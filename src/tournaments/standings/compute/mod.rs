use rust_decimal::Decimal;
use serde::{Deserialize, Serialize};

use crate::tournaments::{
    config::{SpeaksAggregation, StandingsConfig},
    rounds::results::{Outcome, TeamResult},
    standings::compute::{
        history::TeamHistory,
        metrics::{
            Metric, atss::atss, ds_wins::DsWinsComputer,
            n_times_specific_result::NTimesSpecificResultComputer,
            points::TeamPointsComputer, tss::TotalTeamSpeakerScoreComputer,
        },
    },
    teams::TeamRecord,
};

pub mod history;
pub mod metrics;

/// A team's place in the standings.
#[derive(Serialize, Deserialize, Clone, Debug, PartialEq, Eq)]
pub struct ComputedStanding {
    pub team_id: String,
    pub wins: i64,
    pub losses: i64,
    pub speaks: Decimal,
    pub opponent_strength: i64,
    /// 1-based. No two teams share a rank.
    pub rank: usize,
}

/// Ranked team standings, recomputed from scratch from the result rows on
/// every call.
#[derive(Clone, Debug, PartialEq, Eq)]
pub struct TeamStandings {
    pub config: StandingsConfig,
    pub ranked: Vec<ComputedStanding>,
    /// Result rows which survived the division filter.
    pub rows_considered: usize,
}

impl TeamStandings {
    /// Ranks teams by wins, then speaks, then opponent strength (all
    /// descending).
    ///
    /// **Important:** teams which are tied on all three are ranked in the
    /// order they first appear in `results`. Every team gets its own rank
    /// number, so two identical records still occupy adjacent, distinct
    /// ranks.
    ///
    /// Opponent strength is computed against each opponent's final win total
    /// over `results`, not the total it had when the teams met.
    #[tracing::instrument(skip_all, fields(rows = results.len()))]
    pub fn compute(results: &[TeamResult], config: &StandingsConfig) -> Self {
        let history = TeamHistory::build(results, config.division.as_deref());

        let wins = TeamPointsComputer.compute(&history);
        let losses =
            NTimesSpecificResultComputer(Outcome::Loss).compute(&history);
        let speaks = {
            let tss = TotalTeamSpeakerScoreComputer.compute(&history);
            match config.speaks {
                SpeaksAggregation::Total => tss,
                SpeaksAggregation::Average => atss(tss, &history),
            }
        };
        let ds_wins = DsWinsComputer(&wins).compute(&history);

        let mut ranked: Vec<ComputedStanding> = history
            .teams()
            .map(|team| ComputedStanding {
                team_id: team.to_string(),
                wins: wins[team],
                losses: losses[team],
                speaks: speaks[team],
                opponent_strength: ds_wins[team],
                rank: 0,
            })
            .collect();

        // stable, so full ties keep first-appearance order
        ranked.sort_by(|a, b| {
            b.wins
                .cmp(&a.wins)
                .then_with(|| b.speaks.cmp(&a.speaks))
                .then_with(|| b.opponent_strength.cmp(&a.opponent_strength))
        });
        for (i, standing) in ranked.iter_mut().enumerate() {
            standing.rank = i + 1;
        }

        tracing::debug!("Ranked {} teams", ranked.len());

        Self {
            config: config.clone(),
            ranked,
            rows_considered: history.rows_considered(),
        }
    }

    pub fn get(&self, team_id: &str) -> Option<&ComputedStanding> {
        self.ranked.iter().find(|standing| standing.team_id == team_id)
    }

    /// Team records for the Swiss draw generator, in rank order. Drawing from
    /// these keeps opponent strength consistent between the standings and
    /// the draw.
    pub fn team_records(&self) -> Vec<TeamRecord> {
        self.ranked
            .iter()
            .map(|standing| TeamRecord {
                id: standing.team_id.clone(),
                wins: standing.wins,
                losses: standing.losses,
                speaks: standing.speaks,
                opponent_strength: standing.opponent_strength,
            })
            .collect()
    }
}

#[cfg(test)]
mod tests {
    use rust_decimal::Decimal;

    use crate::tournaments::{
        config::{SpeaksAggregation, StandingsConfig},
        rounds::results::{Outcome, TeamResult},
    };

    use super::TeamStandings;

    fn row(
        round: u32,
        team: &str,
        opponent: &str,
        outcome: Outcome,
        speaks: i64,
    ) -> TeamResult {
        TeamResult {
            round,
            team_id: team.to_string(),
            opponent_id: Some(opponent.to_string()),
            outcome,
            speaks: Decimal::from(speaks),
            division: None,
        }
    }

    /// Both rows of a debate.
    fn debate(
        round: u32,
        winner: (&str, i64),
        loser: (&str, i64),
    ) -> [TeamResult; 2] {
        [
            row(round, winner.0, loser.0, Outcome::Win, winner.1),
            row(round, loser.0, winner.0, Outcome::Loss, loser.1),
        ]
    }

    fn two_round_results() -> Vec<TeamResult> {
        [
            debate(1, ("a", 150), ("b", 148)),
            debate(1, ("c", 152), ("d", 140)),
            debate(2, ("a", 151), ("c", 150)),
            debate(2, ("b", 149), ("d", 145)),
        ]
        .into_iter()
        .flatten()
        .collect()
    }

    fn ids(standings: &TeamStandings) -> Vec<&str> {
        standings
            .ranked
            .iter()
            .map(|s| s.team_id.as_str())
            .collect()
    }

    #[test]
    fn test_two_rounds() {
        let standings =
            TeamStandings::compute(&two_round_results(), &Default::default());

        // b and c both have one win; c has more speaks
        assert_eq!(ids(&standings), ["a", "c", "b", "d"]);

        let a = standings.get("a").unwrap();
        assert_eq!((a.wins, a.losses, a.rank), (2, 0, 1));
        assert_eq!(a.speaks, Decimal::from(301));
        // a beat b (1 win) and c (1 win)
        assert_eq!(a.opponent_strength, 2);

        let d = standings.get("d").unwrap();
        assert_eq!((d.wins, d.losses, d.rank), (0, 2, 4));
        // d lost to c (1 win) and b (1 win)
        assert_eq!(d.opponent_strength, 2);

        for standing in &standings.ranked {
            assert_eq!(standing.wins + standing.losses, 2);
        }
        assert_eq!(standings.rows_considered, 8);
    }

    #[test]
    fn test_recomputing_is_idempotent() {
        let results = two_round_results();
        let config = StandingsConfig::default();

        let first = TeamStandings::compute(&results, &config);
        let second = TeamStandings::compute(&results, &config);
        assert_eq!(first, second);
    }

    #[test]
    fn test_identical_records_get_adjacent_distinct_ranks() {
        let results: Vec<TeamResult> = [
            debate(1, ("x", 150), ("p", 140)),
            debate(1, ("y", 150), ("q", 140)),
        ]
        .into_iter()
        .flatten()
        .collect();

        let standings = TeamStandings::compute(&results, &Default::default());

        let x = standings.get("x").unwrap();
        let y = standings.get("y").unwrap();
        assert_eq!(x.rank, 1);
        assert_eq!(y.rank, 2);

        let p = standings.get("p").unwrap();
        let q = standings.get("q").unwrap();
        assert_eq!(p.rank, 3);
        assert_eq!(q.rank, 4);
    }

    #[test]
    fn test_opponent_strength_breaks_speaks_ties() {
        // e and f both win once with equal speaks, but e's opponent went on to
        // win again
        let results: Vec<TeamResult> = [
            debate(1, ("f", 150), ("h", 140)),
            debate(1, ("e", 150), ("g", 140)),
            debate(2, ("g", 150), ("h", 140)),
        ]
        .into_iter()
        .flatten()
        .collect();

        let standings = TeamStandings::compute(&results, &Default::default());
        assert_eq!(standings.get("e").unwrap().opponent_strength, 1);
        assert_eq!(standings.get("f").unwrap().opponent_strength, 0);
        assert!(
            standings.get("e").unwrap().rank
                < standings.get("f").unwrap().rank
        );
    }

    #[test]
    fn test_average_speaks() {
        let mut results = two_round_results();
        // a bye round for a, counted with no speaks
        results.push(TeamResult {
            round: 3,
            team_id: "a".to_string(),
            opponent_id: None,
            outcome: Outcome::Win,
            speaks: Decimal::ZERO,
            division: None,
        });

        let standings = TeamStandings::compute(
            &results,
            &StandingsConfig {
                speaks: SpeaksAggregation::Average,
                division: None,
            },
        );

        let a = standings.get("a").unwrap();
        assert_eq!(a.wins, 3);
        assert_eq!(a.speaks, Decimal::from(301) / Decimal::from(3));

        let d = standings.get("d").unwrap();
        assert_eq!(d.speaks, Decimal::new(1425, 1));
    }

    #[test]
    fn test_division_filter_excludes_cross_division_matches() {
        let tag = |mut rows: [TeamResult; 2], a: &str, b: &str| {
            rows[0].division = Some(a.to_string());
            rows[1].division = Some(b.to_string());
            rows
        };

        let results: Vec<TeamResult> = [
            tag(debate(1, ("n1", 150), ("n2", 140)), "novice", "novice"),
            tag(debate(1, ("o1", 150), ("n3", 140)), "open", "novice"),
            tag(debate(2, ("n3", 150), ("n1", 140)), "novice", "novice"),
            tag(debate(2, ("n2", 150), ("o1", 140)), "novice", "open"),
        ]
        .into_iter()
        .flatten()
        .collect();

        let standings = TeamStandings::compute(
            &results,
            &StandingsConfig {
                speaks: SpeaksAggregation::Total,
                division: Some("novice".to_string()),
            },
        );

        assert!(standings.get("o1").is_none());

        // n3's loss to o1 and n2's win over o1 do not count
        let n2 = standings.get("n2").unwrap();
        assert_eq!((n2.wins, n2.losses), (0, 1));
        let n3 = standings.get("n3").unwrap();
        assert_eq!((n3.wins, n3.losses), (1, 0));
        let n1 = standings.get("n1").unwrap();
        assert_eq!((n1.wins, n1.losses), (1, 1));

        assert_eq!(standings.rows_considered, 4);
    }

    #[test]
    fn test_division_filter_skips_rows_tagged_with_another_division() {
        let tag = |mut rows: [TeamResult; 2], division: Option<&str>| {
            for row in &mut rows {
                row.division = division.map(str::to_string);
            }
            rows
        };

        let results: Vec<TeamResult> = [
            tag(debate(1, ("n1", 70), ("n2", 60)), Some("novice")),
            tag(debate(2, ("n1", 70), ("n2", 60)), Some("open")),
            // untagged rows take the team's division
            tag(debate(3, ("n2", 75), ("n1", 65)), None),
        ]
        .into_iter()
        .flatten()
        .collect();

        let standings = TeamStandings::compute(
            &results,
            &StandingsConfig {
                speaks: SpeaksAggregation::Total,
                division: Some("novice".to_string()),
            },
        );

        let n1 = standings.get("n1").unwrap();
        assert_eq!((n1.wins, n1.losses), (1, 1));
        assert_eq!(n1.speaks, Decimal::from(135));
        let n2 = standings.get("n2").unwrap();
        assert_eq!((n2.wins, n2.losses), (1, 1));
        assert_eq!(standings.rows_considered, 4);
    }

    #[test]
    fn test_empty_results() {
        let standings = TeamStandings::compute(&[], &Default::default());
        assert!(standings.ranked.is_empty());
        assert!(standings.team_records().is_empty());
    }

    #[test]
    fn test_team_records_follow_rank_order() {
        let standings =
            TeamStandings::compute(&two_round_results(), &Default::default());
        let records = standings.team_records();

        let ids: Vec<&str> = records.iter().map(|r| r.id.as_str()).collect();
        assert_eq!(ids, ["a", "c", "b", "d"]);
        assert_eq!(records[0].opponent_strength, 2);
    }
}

========================================================================

About this exercise
Quote the listing above from its first line to the line with "occupy adjacent, distinct", inclusive, and add nothing.

Response area
filename src/tournaments/standings/compute/mod.rs
use rust_decimal::Decimal;
use serde::{Deserialize, Serialize};

use crate::tournaments::{
    config::{SpeaksAggregation, StandingsConfig},
    rounds::results::{Outcome, TeamResult},
    standings::compute::{
        history::TeamHistory,
        metrics::{
            Metric, atss::atss, ds_wins::DsWinsComputer,
            n_times_specific_result::NTimesSpecificResultComputer,
            points::TeamPointsComputer, tss::TotalTeamSpeakerScoreComputer,
        },
    },
    teams::TeamRecord,
};

pub mod history;
pub mod metrics;

/// A team's place in the standings.
#[derive(Serialize, Deserialize, Clone, Debug, PartialEq, Eq)]
pub struct ComputedStanding {
    pub team_id: String,
    pub wins: i64,
    pub losses: i64,
    pub speaks: Decimal,
    pub opponent_strength: i64,
    /// 1-based. No two teams share a rank.
    pub rank: usize,
}

/// Ranked team standings, recomputed from scratch from the result rows on
/// every call.
#[derive(Clone, Debug, PartialEq, Eq)]
pub struct TeamStandings {
    pub config: StandingsConfig,
    pub ranked: Vec<ComputedStanding>,
    /// Result rows which survived the division filter.
    pub rows_considered: usize,
}

impl TeamStandings {
    /// Ranks teams by wins, then speaks, then opponent strength (all
    /// descending).
    ///
    /// **Important:** teams which are tied on all three are ranked in the
    /// order they first appear in `results`. Every team gets its own rank
    /// number, so two identical records still occupy adjacent, distinct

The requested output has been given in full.